(PROBLEM DESCRIPTION) The response must consist of the lines below from the one with "self.accumulator_ms -= interval;" through the one with "pub fn pause(&mut", exactly as they appear and with both ends kept.

-- SOURCE MATERIAL follows --

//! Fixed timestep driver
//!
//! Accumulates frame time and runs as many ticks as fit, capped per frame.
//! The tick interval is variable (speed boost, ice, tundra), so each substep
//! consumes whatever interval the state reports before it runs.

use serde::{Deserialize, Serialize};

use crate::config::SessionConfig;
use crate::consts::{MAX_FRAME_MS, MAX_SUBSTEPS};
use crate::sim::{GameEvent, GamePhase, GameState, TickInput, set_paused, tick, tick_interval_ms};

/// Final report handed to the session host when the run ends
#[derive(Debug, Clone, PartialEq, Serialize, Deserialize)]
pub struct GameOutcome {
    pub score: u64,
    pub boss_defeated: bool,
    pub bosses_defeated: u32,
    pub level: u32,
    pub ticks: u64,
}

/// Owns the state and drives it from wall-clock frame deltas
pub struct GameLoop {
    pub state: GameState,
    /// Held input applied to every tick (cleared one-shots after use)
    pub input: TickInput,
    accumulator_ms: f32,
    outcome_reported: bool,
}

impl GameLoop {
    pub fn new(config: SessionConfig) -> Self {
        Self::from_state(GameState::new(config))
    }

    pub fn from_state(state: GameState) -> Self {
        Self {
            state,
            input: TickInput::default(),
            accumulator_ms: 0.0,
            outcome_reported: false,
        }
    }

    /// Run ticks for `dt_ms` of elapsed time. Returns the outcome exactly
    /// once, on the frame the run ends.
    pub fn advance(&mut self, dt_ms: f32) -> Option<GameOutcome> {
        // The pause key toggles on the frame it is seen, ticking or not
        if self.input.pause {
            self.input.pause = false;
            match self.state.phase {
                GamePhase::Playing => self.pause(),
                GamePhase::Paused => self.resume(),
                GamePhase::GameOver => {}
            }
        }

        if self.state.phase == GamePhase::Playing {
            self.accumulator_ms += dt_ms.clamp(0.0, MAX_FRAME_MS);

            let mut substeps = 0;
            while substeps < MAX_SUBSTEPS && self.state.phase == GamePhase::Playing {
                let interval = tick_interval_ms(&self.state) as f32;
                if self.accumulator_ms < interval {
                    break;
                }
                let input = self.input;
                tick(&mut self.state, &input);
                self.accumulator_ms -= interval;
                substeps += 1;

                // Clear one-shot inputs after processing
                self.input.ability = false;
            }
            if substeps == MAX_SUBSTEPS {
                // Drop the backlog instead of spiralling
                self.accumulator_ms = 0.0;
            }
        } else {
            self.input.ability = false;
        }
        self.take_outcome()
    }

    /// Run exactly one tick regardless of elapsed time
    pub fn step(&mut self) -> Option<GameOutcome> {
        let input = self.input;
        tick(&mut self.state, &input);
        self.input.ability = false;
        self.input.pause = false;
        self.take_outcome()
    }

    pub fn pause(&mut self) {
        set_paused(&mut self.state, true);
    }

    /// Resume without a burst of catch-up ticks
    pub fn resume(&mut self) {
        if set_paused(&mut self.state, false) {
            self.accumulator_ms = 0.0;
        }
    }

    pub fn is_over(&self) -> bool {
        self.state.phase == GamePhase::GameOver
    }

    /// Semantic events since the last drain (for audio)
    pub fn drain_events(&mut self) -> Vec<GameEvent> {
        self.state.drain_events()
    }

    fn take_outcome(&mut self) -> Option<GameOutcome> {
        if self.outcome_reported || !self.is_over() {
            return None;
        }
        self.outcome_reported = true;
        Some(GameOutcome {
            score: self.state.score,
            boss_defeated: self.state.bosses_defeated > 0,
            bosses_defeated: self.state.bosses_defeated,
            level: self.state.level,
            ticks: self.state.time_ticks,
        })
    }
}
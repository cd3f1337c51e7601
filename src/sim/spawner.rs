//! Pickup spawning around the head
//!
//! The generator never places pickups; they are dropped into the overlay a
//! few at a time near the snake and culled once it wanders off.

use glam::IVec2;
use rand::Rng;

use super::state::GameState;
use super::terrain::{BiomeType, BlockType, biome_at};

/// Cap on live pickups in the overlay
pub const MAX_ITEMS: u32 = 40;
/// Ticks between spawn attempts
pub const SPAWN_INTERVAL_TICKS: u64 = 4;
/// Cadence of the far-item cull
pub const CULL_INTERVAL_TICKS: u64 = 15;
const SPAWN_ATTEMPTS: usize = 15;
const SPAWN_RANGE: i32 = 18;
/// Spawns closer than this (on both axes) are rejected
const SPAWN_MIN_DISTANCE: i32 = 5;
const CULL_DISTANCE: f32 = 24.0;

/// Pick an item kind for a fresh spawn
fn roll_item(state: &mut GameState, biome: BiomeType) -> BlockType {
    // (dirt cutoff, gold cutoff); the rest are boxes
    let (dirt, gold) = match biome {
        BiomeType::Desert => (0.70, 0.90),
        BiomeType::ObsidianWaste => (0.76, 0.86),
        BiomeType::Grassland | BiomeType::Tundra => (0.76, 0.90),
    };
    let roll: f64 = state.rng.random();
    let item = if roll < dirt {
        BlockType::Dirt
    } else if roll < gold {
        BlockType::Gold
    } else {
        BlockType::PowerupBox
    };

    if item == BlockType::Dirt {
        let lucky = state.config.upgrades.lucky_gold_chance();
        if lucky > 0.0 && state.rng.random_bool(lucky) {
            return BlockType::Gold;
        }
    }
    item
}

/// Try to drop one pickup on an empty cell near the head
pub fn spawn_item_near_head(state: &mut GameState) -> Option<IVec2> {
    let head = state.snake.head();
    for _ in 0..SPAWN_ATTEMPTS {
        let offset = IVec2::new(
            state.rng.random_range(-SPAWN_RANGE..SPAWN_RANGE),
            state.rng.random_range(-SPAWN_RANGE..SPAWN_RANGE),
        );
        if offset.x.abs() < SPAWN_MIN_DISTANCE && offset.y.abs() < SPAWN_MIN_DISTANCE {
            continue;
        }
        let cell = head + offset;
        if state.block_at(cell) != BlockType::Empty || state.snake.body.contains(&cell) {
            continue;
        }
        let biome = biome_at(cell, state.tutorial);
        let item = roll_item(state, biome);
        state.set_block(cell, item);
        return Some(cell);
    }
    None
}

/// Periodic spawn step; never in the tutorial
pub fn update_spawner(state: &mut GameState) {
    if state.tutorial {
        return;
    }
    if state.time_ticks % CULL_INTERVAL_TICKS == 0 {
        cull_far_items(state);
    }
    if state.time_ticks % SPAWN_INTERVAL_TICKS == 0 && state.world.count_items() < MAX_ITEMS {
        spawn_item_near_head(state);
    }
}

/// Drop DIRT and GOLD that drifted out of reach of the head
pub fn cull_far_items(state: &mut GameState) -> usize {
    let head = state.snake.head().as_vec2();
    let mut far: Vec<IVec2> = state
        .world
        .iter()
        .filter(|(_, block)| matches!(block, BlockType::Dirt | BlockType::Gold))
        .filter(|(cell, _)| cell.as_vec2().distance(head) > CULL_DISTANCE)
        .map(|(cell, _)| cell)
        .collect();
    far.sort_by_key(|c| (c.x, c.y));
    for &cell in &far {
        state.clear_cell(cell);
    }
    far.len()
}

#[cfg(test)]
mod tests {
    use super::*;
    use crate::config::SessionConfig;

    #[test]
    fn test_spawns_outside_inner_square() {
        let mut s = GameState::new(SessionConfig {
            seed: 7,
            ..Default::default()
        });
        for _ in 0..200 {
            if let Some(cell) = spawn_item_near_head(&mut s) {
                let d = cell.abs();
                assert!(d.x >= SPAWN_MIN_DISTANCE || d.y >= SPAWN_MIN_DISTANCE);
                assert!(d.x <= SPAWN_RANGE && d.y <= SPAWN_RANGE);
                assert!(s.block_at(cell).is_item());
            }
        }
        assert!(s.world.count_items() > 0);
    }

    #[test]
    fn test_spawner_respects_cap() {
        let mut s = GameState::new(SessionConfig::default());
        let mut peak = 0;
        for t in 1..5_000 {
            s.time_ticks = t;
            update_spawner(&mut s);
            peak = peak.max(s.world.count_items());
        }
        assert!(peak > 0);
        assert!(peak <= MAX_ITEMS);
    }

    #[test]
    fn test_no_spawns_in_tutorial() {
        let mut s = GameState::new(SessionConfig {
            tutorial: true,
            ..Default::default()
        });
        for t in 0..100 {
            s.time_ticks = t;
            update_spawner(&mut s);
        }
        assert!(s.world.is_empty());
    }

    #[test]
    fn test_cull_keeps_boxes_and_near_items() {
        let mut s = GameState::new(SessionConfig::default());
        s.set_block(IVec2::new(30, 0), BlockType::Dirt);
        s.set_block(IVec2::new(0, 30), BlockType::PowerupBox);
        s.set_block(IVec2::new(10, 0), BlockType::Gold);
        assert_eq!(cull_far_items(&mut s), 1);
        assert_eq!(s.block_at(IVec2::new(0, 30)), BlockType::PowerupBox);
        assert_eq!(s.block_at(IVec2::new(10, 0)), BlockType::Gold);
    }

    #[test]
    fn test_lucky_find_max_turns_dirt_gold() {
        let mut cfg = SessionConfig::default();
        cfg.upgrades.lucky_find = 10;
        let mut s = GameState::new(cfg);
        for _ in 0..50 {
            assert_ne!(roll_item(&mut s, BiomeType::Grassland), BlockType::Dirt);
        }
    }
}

-- SOURCE MATERIAL concluded --

(SOLVED PROBLEM)
                self.accumulator_ms -= interval;
                substeps += 1;

                // Clear one-shot inputs after processing
                self.input.ability = false;
            }
            if substeps == MAX_SUBSTEPS {
                // Drop the backlog instead of spiralling
                self.accumulator_ms = 0.0;
            }
        } else {
            self.input.ability = false;
        }
        self.take_outcome()
    }

    /// Run exactly one tick regardless of elapsed time
    pub fn step(&mut self) -> Option<GameOutcome> {
        let input = self.input;
        tick(&mut self.state, &input);
        self.input.ability = false;
        self.input.pause = false;
        self.take_outcome()
    }

    pub fn pause(&mut self) {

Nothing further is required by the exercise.